*** Begin section ***

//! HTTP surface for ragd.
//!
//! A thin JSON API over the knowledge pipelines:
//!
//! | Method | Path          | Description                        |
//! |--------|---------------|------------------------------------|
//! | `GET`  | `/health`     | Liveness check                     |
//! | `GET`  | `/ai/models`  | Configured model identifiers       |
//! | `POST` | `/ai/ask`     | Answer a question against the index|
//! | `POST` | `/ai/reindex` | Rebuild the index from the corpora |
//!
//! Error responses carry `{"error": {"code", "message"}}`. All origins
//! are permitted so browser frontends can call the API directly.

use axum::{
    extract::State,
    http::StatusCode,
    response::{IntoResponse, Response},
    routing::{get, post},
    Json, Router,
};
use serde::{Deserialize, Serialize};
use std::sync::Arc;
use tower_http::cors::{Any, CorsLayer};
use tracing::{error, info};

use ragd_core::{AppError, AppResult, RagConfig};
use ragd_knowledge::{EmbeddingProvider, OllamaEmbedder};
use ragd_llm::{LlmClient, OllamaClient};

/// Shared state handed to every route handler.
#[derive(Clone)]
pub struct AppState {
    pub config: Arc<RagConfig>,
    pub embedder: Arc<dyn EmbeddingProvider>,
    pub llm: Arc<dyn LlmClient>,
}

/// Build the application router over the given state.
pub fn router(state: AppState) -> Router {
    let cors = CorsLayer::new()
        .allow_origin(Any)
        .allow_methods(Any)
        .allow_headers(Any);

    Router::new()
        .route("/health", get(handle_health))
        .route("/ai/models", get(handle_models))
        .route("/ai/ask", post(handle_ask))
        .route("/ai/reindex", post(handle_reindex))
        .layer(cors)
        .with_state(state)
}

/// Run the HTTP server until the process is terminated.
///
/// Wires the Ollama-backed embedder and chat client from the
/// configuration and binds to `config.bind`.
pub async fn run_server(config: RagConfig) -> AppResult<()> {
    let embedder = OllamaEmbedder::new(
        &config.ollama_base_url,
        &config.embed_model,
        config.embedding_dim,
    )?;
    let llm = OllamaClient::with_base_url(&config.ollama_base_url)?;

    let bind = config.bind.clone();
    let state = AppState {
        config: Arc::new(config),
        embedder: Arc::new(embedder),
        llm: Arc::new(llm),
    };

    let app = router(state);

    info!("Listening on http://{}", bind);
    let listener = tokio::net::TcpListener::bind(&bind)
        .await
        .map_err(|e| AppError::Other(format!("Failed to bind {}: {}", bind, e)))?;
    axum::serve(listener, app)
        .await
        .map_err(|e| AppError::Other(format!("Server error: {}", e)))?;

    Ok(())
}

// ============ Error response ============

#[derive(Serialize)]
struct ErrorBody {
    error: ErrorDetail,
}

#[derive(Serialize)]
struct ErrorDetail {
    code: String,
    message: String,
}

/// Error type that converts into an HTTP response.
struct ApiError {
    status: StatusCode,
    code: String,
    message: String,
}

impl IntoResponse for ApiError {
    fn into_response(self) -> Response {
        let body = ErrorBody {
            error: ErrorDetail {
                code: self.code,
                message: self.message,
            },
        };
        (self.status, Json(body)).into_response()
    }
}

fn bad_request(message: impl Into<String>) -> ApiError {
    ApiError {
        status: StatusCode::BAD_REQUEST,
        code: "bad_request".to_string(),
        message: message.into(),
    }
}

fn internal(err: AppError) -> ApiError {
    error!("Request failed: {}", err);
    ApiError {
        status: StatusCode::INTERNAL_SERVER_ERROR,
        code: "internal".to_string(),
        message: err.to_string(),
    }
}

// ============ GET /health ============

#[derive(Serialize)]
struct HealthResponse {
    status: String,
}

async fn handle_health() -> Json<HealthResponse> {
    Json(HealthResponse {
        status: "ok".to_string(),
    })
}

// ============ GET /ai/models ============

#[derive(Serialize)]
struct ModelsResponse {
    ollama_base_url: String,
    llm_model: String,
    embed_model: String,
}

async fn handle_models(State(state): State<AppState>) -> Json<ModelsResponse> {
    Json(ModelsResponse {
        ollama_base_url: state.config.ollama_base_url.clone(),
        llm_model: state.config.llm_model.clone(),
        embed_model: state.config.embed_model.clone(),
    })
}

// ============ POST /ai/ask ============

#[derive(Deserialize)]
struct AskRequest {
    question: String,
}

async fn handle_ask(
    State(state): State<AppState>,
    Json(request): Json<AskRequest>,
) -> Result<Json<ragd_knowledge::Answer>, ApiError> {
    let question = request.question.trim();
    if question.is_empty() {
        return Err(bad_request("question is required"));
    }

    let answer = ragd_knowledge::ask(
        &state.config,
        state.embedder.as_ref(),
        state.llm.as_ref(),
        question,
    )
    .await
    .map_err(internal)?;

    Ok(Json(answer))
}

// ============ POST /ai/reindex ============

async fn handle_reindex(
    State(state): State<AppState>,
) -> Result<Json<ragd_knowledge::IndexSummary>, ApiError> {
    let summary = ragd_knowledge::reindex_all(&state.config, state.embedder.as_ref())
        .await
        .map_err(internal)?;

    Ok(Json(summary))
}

*** End section ***

### Activity
Give back all the data exactly as it was written.

### Answer to the exercise
//! HTTP surface for ragd.
//!
//! A thin JSON API over the knowledge pipelines:
//!
//! | Method | Path          | Description                        |
//! |--------|---------------|------------------------------------|
//! | `GET`  | `/health`     | Liveness check                     |
//! | `GET`  | `/ai/models`  | Configured model identifiers       |
//! | `POST` | `/ai/ask`     | Answer a question against the index|
//! | `POST` | `/ai/reindex` | Rebuild the index from the corpora |
//!
//! Error responses carry `{"error": {"code", "message"}}`. All origins
//! are permitted so browser frontends can call the API directly.

use axum::{
    extract::State,
    http::StatusCode,
    response::{IntoResponse, Response},
    routing::{get, post},
    Json, Router,
};
use serde::{Deserialize, Serialize};
use std::sync::Arc;
use tower_http::cors::{Any, CorsLayer};
use tracing::{error, info};

use ragd_core::{AppError, AppResult, RagConfig};
use ragd_knowledge::{EmbeddingProvider, OllamaEmbedder};
use ragd_llm::{LlmClient, OllamaClient};

/// Shared state handed to every route handler.
#[derive(Clone)]
pub struct AppState {
    pub config: Arc<RagConfig>,
    pub embedder: Arc<dyn EmbeddingProvider>,
    pub llm: Arc<dyn LlmClient>,
}

/// Build the application router over the given state.
pub fn router(state: AppState) -> Router {
    let cors = CorsLayer::new()
        .allow_origin(Any)
        .allow_methods(Any)
        .allow_headers(Any);

    Router::new()
        .route("/health", get(handle_health))
        .route("/ai/models", get(handle_models))
        .route("/ai/ask", post(handle_ask))
        .route("/ai/reindex", post(handle_reindex))
        .layer(cors)
        .with_state(state)
}

/// Run the HTTP server until the process is terminated.
///
/// Wires the Ollama-backed embedder and chat client from the
/// configuration and binds to `config.bind`.
pub async fn run_server(config: RagConfig) -> AppResult<()> {
    let embedder = OllamaEmbedder::new(
        &config.ollama_base_url,
        &config.embed_model,
        config.embedding_dim,
    )?;
    let llm = OllamaClient::with_base_url(&config.ollama_base_url)?;

    let bind = config.bind.clone();
    let state = AppState {
        config: Arc::new(config),
        embedder: Arc::new(embedder),
        llm: Arc::new(llm),
    };

    let app = router(state);

    info!("Listening on http://{}", bind);
    let listener = tokio::net::TcpListener::bind(&bind)
        .await
        .map_err(|e| AppError::Other(format!("Failed to bind {}: {}", bind, e)))?;
    axum::serve(listener, app)
        .await
        .map_err(|e| AppError::Other(format!("Server error: {}", e)))?;

    Ok(())
}

// ============ Error response ============

#[derive(Serialize)]
struct ErrorBody {
    error: ErrorDetail,
}

#[derive(Serialize)]
struct ErrorDetail {
    code: String,
    message: String,
}

/// Error type that converts into an HTTP response.
struct ApiError {
    status: StatusCode,
    code: String,
    message: String,
}

impl IntoResponse for ApiError {
    fn into_response(self) -> Response {
        let body = ErrorBody {
            error: ErrorDetail {
                code: self.code,
                message: self.message,
            },
        };
        (self.status, Json(body)).into_response()
    }
}

fn bad_request(message: impl Into<String>) -> ApiError {
    ApiError {
        status: StatusCode::BAD_REQUEST,
        code: "bad_request".to_string(),
        message: message.into(),
    }
}

fn internal(err: AppError) -> ApiError {
    error!("Request failed: {}", err);
    ApiError {
        status: StatusCode::INTERNAL_SERVER_ERROR,
        code: "internal".to_string(),
        message: err.to_string(),
    }
}

// ============ GET /health ============

#[derive(Serialize)]
struct HealthResponse {
    status: String,
}

async fn handle_health() -> Json<HealthResponse> {
    Json(HealthResponse {
        status: "ok".to_string(),
    })
}

// ============ GET /ai/models ============

#[derive(Serialize)]
struct ModelsResponse {
    ollama_base_url: String,
    llm_model: String,
    embed_model: String,
}

async fn handle_models(State(state): State<AppState>) -> Json<ModelsResponse> {
    Json(ModelsResponse {
        ollama_base_url: state.config.ollama_base_url.clone(),
        llm_model: state.config.llm_model.clone(),
        embed_model: state.config.embed_model.clone(),
    })
}

// ============ POST /ai/ask ============

#[derive(Deserialize)]
struct AskRequest {
    question: String,
}

async fn handle_ask(
    State(state): State<AppState>,
    Json(request): Json<AskRequest>,
) -> Result<Json<ragd_knowledge::Answer>, ApiError> {
    let question = request.question.trim();
    if question.is_empty() {
        return Err(bad_request("question is required"));
    }

    let answer = ragd_knowledge::ask(
        &state.config,
        state.embedder.as_ref(),
        state.llm.as_ref(),
        question,
    )
    .await
    .map_err(internal)?;

    Ok(Json(answer))
}

// ============ POST /ai/reindex ============

async fn handle_reindex(
    State(state): State<AppState>,
) -> Result<Json<ragd_knowledge::IndexSummary>, ApiError> {
    let summary = ragd_knowledge::reindex_all(&state.config, state.embedder.as_ref())
        .await
        .map_err(internal)?;

    Ok(Json(summary))
}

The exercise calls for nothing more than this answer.